### PROBLEM TO WORK ON
The answer must be one number: how many lines below contain the word "after".

(Entries taken from a collection)

○ ○ ○ ○

//! Header rule synchronization engine
//!
//! Keeps an editable, persisted set of per-host header override rules and pushes the
//! enabled subset to a local header-injection service as `POST {endpoint}/rules`.
//!
//! ```ignore
//! let storage: Arc<dyn KvStore> = Arc::new(FileStore::open("headit.json")?);
//! let mut session = SessionBuilder::new()
//!     .host("example.com")
//!     .build(storage, SyncClient::builder().build()?);
//! session.activate();
//! session.handle(EditEvent::AddRow);
//! ```

pub mod debounce;
pub mod error;
pub mod keys;
pub mod parser;
pub mod payload;
pub mod projector;
pub mod rule;
pub mod session;
pub mod settings;
pub mod storage;
pub mod store;
pub mod sync;
pub mod validation;

pub use debounce::DebounceController;
pub use error::SyncError;
pub use payload::HostHeaders;
pub use projector::{Projection, project};
pub use rule::{HostFilter, Rule, RuleSet};
pub use session::{EditEmitter, EditEvent, Editor, Scope, SessionBuilder, SyncSession, UiMode};
pub use settings::{Endpoint, EndpointKey, Settings};
pub use storage::{FileStore, KvStore, MemoryStore};
pub use store::RuleStore;
pub use sync::{HttpTransport, SyncClient, SyncClientBuilder, SyncOutcome, Transport};
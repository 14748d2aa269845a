use std::{fmt, sync::Arc};

use reqwest::Url;
use serde_json::Value;
use tracing::{debug, warn};

use crate::{
    SyncError, keys,
    storage::KvStore,
    validation::{lenient_bool, lenient_string},
};

/// Port the injection service's API listens on by default
pub const DEFAULT_PORT: u16 = 9096;

/// Normalised base URL of the injection service, without a trailing `/`
#[derive(Debug, Clone, PartialEq, Eq)]
pub struct Endpoint(String);

impl Endpoint {
    /// Parse a user-supplied endpoint
    ///
    /// Accepts a bare port (`9096`), `host:port`, or an `http`/`https` base URL.
    ///
    /// # Errors
    ///
    /// Returns `SyncError::InvalidEndpoint` for empty input, a numeric value that is not a
    /// port in `1..=65535`, or anything that is not an http(s) URL with a host.
    pub fn parse(raw: &str) -> Result<Self, SyncError> {
        let raw = raw.trim();
        if raw.is_empty() {
            return Err(SyncError::InvalidEndpoint(raw.to_owned()));
        }

        let digits = raw.strip_prefix('-').unwrap_or(raw);
        if digits.bytes().all(|b| b.is_ascii_digit()) {
            return match raw.parse::<u16>() {
                Ok(port) if port != 0 => Ok(Self::localhost(port)),
                _ => Err(SyncError::InvalidEndpoint(raw.to_owned())),
            };
        }

        let candidate = if raw.contains("://") {
            raw.to_owned()
        } else {
            format!("http://{raw}")
        };

        let url = Url::parse(&candidate).map_err(|_| SyncError::InvalidEndpoint(raw.to_owned()))?;
        if !matches!(url.scheme(), "http" | "https") || url.host_str().is_none() {
            return Err(SyncError::InvalidEndpoint(raw.to_owned()));
        }

        Ok(Self(candidate.trim_end_matches('/').to_owned()))
    }

    /// Parse, falling back to the default endpoint on invalid input
    pub fn parse_or_default(raw: &str) -> Self {
        Self::parse(raw).unwrap_or_else(|e| {
            warn!(error = %e, fallback = %Self::default(), "using default endpoint");
            Self::default()
        })
    }

    #[must_use]
    pub fn localhost(port: u16) -> Self {
        Self(format!("http://localhost:{port}"))
    }

    #[must_use]
    pub fn as_str(&self) -> &str {
        &self.0
    }

    /// Append an absolute path such as `/rules`
    #[must_use]
    pub fn join(&self, path: &str) -> String {
        format!("{}{path}", self.0)
    }
}

impl Default for Endpoint {
    fn default() -> Self {
        Self::localhost(DEFAULT_PORT)
    }
}

impl fmt::Display for Endpoint {
    fn fmt(&self, f: &mut fmt::Formatter<'_>) -> fmt::Result {
        f.write_str(&self.0)
    }
}

/// Storage key a deployment treats as canonical for the endpoint
#[derive(Debug, Clone, Copy, PartialEq, Eq, Default)]
pub enum EndpointKey {
    /// `port`, holding a bare port number
    #[default]
    Port,
    /// `apiBaseURL`, holding a full base URL
    ApiBaseUrl,
}

impl EndpointKey {
    #[must_use]
    pub fn storage_key(self) -> &'static str {
        match self {
            Self::Port => keys::PORT,
            Self::ApiBaseUrl => keys::API_BASE_URL,
        }
    }

    fn legacy(self) -> Self {
        match self {
            Self::Port => Self::ApiBaseUrl,
            Self::ApiBaseUrl => Self::Port,
        }
    }
}

/// Persisted user configuration
///
/// Every setter writes through to storage immediately; nothing here is debounced.
#[derive(Clone)]
pub struct Settings {
    storage: Arc<dyn KvStore>,
    endpoint_key: EndpointKey,
}

impl Settings {
    pub fn new(storage: Arc<dyn KvStore>, endpoint_key: EndpointKey) -> Self {
        Self {
            storage,
            endpoint_key,
        }
    }

    #[must_use]
    pub fn endpoint_key(&self) -> EndpointKey {
        self.endpoint_key
    }

    /// Endpoint text as the user last entered it
    ///
    /// Reads the canonical key first, then the other legacy key. Empty values count as unset.
    #[must_use]
    pub fn raw_endpoint(&self) -> Option<String> {
        [self.endpoint_key, self.endpoint_key.legacy()]
            .into_iter()
            .filter_map(|key| self.storage.get(key.storage_key()))
            .filter_map(|value| lenient_string(&value))
            .find(|value| !value.trim().is_empty())
    }

    /// Effective endpoint, the default when unset or invalid
    #[must_use]
    pub fn endpoint(&self) -> Endpoint {
        match self.raw_endpoint() {
            Some(raw) => Endpoint::parse_or_default(&raw),
            None => Endpoint::default(),
        }
    }

    /// Persist the endpoint text under the canonical key
    ///
    /// The text is stored as typed; validation happens when it is read back.
    ///
    /// # Errors
    ///
    /// Returns `SyncError` if the store write fails.
    pub fn set_endpoint(&self, raw: &str) -> Result<(), SyncError> {
        debug!(key = self.endpoint_key.storage_key(), raw, "endpoint change");
        self.storage
            .set(self.endpoint_key.storage_key(), Value::String(raw.to_owned()))
    }

    /// Enabled state for newly added rules, `false` unless set
    #[must_use]
    pub fn default_enabled(&self) -> bool {
        self.storage
            .get(keys::DEFAULT_CHECKED)
            .and_then(|value| lenient_bool(&value))
            .unwrap_or(false)
    }

    /// # Errors
    ///
    /// Returns `SyncError` if the store write fails.
    pub fn set_default_enabled(&self, enabled: bool) -> Result<(), SyncError> {
        debug!(enabled, "default enabled change");
        self.storage
            .set(keys::DEFAULT_CHECKED, Value::String(enabled.to_string()))
    }
}
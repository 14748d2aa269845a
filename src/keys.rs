//! Storage keys shared with the browser popup.
//!
//! The popup writes these names into its local storage; the engine reads and writes the
//! same names so that an exported popup storage can be opened directly.

/// JSON array of `{host?, key, value, enabled}` objects.
pub const RULES: &str = "rules";

/// Legacy endpoint key holding a bare port number.
pub const PORT: &str = "port";

/// Endpoint key holding a full base URL.
pub const API_BASE_URL: &str = "apiBaseURL";

/// Enabled state applied to newly created rules (`"true"`/`"false"` or a JSON boolean).
pub const DEFAULT_CHECKED: &str = "defaultChecked";
// Shared fixtures for integration tests
#![allow(dead_code)]

use async_trait::async_trait;
use headit_sync::{
    HostHeaders, KvStore, MemoryStore, SessionBuilder, SyncClient, SyncError, SyncSession, UiMode,
    sync::{Delivery, Transport},
};
use std::{
    collections::BTreeMap,
    sync::{Arc, Mutex},
};

/// Transport that records every request instead of sending it
#[derive(Clone, Default)]
pub struct RecordingTransport {
    calls: Arc<Mutex<Vec<(String, Vec<HostHeaders>)>>>,
    fail: bool,
}

impl RecordingTransport {
    /// Records requests but answers each one with a 503
    pub fn failing() -> Self {
        Self {
            fail: true,
            ..Self::default()
        }
    }

    pub fn calls(&self) -> Vec<(String, Vec<HostHeaders>)> {
        self.calls.lock().expect("recording lock poisoned").clone()
    }
}

#[async_trait]
impl Transport for RecordingTransport {
    async fn post_rules(&self, url: &str, body: &[HostHeaders]) -> Result<Delivery, SyncError> {
        self.calls
            .lock()
            .expect("recording lock poisoned")
            .push((url.to_owned(), body.to_vec()));

        if self.fail {
            return Err(SyncError::Status {
                url: url.to_owned(),
                status: 503,
                body: "unavailable".to_owned(),
            });
        }
        Ok(Delivery {
            status: 200,
            body: "ok".to_owned(),
        })
    }
}

pub fn session_with(
    mode: UiMode,
    host: &str,
    storage: Arc<dyn KvStore>,
    transport: &RecordingTransport,
) -> SyncSession<RecordingTransport> {
    SessionBuilder::new()
        .mode(mode)
        .host(host)
        .build(storage, SyncClient::with_transport(transport.clone()))
}

pub fn memory() -> Arc<dyn KvStore> {
    Arc::new(MemoryStore::new())
}

pub fn headers(pairs: &[(&str, &str)]) -> BTreeMap<String, String> {
    pairs
        .iter()
        .map(|(k, v)| ((*k).to_owned(), (*v).to_owned()))
        .collect()
}

pub fn host_headers(host: &str, pairs: &[(&str, &str)]) -> HostHeaders {
    HostHeaders {
        host: host.to_owned(),
        add_headers: headers(pairs),
    }
}
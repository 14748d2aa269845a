// Integration tests for host projection
use headit_sync::{HostFilter, Rule, RuleSet, project};

mod common;
use common::{headers, host_headers};

/// Test the scoped projection scenario with a disabled rule on another host
#[test]
fn test_scoped_projection() {
    let rules = RuleSet::from(vec![
        Rule::new("example.com", "X-Test", "1", true),
        Rule::new("other.com", "X-Other", "2", false),
    ]);

    let projection = project(&rules, &HostFilter::only("example.com"));
    assert_eq!(projection.len(), 1);
    assert_eq!(projection.get("example.com"), Some(&headers(&[("X-Test", "1")])));
    assert!(!projection.contains_host("other.com"));
}

/// Test that disabled and inert rules never appear for any host
#[test]
fn test_disabled_rules_excluded() {
    let rules = RuleSet::from(vec![
        Rule::new("a.com", "X-Off", "1", false),
        Rule::new("a.com", "", "dangling", true),
        Rule::new("b.com", "X-On", "1", true),
    ]);

    let projection = project(&rules, &HostFilter::All);
    assert!(!projection.contains_host("a.com"));
    assert_eq!(projection.hosts().collect::<Vec<_>>(), vec!["b.com"]);
}

/// Test that the later of two rules with the same host and key wins
#[test]
fn test_later_rule_overwrites() {
    let rules = RuleSet::from(vec![
        Rule::new("a.com", "X-Dup", "first", true),
        Rule::new("a.com", "X-Dup", "second", true),
    ]);

    let projection = project(&rules, &HostFilter::All);
    assert_eq!(projection.get("a.com"), Some(&headers(&[("X-Dup", "second")])));
}

/// Test that forced inclusion adds an empty entry and the request lists every host
#[test]
fn test_include_host_and_request() {
    let rules = RuleSet::from(vec![
        Rule::new("b.com", "X-B", "2", true),
        Rule::new("a.com", "X-A", "1", true),
    ]);

    let mut projection = project(&rules, &HostFilter::All);
    projection.include_host("gone.com");
    projection.include_host("a.com");

    assert_eq!(
        projection.to_request(),
        vec![
            host_headers("a.com", &[("X-A", "1")]),
            host_headers("b.com", &[("X-B", "2")]),
            host_headers("gone.com", &[]),
        ]
    );
}
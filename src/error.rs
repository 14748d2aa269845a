use std::{path::PathBuf, time::Duration};
use thiserror::Error;

#[derive(Error, Debug)]
pub enum SyncError {
    #[error("IO error: {0}")]
    Io(#[from] std::io::Error),

    #[error("Serialization error: {0}")]
    Json(#[from] serde_json::Error),

    #[error("HTTP error: {0}")]
    Http(#[from] reqwest::Error),

    #[error("Injection service at '{url}' answered {status}: {body}")]
    Status {
        url: String,
        status: u16,
        body: String,
    },

    #[error("Operation '{operation}' timed out after {duration:?}")]
    Timeout {
        operation: String,
        duration: Duration,
    },

    #[error("Invalid endpoint '{0}'")]
    InvalidEndpoint(String),

    #[error("Storage error: {message}")]
    Storage {
        message: String,
        path: Option<PathBuf>,
    },
}
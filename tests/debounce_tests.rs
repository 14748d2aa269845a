// Integration tests for the trailing-edge debounce controller
use headit_sync::DebounceController;
use std::time::Duration;
use tokio::time::{Instant, advance, timeout};

/// Test that a burst fires once, after the last event, with the last payload
#[tokio::test(start_paused = true)]
async fn test_burst_coalesces_to_last_payload() {
    let mut debounce = DebounceController::new(Duration::from_millis(500));
    let start = Instant::now();

    for i in 1..=5 {
        debounce.schedule(i);
        advance(Duration::from_millis(100)).await;
    }
    assert!(debounce.is_pending());

    let payload = debounce.fired().await;
    assert_eq!(payload, 5);
    // last schedule at t=400ms, so the quiet period ends at t=900ms
    let elapsed = start.elapsed();
    assert!(
        elapsed >= Duration::from_millis(900) && elapsed < Duration::from_millis(910),
        "fired after {elapsed:?}"
    );
    assert!(!debounce.is_pending());

    let idle = timeout(Duration::from_secs(10), debounce.fired()).await;
    assert!(idle.is_err(), "idle controller must not fire");
}

/// Test that cancel returns the payload and leaves the controller idle
#[tokio::test(start_paused = true)]
async fn test_cancel() {
    let mut debounce = DebounceController::new(Duration::from_millis(500));
    debounce.schedule("draft");
    assert_eq!(debounce.cancel(), Some("draft"));
    assert_eq!(debounce.cancel(), None);
    assert!(!debounce.is_pending());
}

/// Test that dropping an unfinished wait keeps the pending payload
#[tokio::test(start_paused = true)]
async fn test_fired_is_cancel_safe() {
    let mut debounce = DebounceController::new(Duration::from_millis(500));
    debounce.schedule(1);

    let early = timeout(Duration::from_millis(200), debounce.fired()).await;
    assert!(early.is_err());
    assert!(debounce.is_pending());

    assert_eq!(debounce.fired().await, 1);
}

/// Test that events spaced wider than the quiet interval each fire
#[tokio::test(start_paused = true)]
async fn test_separate_bursts_fire_separately() {
    let mut debounce = DebounceController::new(Duration::from_millis(500));

    debounce.schedule('a');
    assert_eq!(debounce.fired().await, 'a');

    debounce.schedule('b');
    assert_eq!(debounce.fired().await, 'b');
}
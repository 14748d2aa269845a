//! Trailing-edge debounce
//!
//! The controller is either idle or holds one pending payload with a deadline.
//! Scheduling while pending replaces the payload and restarts the quiet period, so a burst
//! of edits closer together than the interval fires once, with the last payload.

use std::{future, time::Duration};

use tokio::time::{Instant, sleep_until};
use tracing::trace;

/// Quiet interval used by the editor (500 ms)
pub const DEFAULT_QUIET_INTERVAL: Duration = Duration::from_millis(500);

#[derive(Debug)]
struct Pending<T> {
    deadline: Instant,
    payload: T,
}

#[derive(Debug)]
pub struct DebounceController<T> {
    quiet: Duration,
    pending: Option<Pending<T>>,
}

impl<T> Default for DebounceController<T> {
    fn default() -> Self {
        Self::new(DEFAULT_QUIET_INTERVAL)
    }
}

impl<T> DebounceController<T> {
    #[must_use]
    pub fn new(quiet: Duration) -> Self {
        Self {
            quiet,
            pending: None,
        }
    }

    #[must_use]
    pub fn quiet_interval(&self) -> Duration {
        self.quiet
    }

    #[must_use]
    pub fn is_pending(&self) -> bool {
        self.pending.is_some()
    }

    /// Start or restart the quiet period with `payload`
    pub fn schedule(&mut self, payload: T) {
        if self.pending.is_some() {
            trace!("restarting quiet period");
        }
        self.pending = Some(Pending {
            deadline: Instant::now() + self.quiet,
            payload,
        });
    }

    /// Return to idle, handing back the payload that would have fired
    pub fn cancel(&mut self) -> Option<T> {
        self.pending.take().map(|p| p.payload)
    }

    /// Wait until the quiet period elapses and take the payload
    ///
    /// Never resolves while idle. Cancel-safe: dropping the future before it resolves
    /// leaves the pending payload in place, so it can sit in a `select!` loop.
    pub async fn fired(&mut self) -> T {
        let Some(deadline) = self.pending.as_ref().map(|p| p.deadline) else {
            return future::pending().await;
        };

        sleep_until(deadline).await;

        match self.pending.take() {
            Some(p) => p.payload,
            None => future::pending().await,
        }
    }
}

○ ○ ○ ○

### PROBLEM SOLUTION
3